● **REQUIRED ACTION**: Using the data below, determine the number of lines that include the string "which". Write only that number.

● **DATA UNDER STUDY**:
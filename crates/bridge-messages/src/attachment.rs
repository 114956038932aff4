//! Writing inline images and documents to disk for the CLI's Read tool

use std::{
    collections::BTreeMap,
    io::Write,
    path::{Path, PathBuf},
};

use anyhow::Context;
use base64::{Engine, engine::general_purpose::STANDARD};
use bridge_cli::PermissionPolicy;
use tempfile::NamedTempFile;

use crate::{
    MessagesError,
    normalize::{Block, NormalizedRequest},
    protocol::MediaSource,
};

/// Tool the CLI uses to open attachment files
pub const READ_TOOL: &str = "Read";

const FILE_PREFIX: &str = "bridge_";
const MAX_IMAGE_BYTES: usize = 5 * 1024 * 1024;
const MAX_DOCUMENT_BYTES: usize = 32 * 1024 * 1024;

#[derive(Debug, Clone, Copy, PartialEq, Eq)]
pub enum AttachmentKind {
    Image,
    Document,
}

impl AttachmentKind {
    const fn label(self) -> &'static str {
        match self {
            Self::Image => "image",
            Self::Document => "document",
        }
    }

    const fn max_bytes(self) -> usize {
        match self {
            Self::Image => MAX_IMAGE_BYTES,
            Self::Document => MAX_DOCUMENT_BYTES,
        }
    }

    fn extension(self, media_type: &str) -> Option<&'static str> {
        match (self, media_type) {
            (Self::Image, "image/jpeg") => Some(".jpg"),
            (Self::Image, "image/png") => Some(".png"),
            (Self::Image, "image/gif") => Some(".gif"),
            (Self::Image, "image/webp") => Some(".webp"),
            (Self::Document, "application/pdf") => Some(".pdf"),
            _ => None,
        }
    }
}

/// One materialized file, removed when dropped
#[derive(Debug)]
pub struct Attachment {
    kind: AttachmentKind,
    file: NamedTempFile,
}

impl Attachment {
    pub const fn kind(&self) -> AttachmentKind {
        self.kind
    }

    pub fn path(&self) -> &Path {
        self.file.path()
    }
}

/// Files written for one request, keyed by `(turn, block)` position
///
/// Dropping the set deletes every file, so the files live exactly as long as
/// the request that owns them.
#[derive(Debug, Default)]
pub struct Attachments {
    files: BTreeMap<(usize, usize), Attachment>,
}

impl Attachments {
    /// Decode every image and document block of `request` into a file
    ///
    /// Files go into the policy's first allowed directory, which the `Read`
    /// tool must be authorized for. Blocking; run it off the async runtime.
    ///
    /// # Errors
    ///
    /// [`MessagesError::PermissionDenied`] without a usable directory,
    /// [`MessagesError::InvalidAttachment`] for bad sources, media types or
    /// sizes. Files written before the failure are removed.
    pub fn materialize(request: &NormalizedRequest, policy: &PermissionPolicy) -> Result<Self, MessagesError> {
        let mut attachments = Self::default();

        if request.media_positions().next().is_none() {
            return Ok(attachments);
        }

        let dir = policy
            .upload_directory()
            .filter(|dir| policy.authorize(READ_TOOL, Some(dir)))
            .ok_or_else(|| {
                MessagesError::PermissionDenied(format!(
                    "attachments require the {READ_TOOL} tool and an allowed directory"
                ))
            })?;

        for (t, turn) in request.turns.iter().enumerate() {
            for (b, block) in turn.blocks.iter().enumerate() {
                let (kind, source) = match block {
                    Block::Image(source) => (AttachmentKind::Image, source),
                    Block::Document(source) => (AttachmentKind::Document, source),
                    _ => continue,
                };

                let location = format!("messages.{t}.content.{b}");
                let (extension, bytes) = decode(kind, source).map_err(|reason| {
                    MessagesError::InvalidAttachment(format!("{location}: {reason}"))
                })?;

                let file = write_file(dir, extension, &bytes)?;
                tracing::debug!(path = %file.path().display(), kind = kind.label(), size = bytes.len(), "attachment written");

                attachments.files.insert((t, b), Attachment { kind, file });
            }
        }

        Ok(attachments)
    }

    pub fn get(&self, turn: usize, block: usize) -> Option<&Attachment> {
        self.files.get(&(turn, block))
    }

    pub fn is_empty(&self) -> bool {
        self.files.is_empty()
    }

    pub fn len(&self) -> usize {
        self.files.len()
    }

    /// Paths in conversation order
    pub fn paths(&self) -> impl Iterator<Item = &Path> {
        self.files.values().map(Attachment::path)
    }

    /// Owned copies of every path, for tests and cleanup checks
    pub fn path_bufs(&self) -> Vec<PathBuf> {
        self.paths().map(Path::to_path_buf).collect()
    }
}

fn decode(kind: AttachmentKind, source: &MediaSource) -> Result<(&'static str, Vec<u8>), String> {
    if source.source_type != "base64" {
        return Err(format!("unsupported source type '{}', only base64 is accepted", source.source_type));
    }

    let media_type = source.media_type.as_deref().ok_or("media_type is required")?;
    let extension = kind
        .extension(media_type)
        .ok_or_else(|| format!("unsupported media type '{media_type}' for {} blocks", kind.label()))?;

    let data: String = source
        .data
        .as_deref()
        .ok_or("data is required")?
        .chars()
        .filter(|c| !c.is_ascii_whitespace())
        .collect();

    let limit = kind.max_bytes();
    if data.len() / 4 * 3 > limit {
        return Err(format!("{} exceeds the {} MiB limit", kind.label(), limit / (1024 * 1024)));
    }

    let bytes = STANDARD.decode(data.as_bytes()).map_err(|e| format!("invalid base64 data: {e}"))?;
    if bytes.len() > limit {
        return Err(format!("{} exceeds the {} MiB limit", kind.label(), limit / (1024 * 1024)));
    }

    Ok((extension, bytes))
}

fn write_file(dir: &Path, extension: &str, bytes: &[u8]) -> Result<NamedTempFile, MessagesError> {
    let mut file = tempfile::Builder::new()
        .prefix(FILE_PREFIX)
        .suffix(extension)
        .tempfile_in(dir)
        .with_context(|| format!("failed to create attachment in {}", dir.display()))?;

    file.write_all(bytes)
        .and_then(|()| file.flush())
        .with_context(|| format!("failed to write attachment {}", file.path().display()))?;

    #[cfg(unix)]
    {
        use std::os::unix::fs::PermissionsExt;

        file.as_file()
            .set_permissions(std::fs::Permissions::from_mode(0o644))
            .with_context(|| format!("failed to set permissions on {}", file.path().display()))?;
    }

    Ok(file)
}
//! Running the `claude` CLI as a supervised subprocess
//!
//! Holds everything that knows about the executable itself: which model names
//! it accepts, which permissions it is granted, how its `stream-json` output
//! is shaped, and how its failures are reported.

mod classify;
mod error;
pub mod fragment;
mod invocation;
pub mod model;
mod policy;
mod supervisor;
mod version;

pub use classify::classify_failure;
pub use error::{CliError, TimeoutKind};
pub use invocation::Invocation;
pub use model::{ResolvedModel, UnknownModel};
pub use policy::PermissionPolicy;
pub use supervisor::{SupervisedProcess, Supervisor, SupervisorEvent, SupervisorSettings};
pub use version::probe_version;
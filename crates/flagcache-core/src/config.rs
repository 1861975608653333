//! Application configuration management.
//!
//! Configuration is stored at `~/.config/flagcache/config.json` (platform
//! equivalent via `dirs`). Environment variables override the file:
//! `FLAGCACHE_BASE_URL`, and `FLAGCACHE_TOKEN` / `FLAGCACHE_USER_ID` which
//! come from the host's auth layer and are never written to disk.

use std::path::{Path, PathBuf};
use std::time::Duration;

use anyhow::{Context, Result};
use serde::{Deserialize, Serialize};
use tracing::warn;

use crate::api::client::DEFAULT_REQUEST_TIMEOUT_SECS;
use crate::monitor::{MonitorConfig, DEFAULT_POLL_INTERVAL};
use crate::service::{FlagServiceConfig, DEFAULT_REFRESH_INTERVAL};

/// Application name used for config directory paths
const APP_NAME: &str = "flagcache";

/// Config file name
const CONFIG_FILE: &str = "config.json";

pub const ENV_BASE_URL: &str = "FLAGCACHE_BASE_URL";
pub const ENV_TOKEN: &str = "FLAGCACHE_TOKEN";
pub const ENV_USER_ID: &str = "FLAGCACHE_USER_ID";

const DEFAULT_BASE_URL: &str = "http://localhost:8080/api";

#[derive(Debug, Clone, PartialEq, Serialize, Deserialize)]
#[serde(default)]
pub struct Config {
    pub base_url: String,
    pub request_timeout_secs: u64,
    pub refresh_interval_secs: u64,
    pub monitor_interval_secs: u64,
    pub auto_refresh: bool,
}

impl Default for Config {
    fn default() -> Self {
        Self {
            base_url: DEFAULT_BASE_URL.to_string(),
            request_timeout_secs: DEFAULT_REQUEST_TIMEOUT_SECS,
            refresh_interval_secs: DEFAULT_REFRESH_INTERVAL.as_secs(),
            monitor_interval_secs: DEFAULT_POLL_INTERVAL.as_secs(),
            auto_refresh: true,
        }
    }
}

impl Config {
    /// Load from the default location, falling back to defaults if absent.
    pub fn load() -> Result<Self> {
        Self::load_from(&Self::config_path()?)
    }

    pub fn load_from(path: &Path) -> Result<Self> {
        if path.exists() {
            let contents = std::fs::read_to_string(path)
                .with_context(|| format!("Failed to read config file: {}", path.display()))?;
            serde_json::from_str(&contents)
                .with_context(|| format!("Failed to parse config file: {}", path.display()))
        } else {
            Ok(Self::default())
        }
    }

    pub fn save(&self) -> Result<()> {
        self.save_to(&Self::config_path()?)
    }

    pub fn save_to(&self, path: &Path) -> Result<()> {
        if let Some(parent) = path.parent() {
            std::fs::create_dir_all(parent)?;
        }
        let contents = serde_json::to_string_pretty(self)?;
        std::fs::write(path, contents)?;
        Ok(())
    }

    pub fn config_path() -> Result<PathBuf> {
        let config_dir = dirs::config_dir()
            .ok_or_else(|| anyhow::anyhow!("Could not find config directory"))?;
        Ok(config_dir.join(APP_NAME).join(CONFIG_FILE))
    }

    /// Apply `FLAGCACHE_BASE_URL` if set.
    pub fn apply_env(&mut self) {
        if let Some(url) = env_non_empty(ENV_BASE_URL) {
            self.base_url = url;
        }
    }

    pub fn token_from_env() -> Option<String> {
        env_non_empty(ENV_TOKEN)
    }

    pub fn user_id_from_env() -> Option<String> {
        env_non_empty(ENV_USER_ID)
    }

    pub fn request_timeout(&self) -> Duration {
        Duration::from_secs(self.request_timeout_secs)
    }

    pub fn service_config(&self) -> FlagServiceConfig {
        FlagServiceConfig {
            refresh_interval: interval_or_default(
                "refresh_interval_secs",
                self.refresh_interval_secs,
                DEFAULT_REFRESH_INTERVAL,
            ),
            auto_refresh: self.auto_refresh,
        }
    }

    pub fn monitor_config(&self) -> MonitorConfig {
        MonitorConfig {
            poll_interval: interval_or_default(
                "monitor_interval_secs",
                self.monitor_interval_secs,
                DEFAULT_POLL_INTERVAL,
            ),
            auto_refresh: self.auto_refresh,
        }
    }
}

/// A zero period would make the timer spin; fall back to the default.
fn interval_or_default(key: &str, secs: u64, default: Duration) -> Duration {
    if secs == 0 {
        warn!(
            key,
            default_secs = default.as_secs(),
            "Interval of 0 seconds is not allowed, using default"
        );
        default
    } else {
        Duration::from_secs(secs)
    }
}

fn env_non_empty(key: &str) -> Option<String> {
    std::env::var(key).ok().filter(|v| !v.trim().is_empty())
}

● **TASK OUTPUT**: 4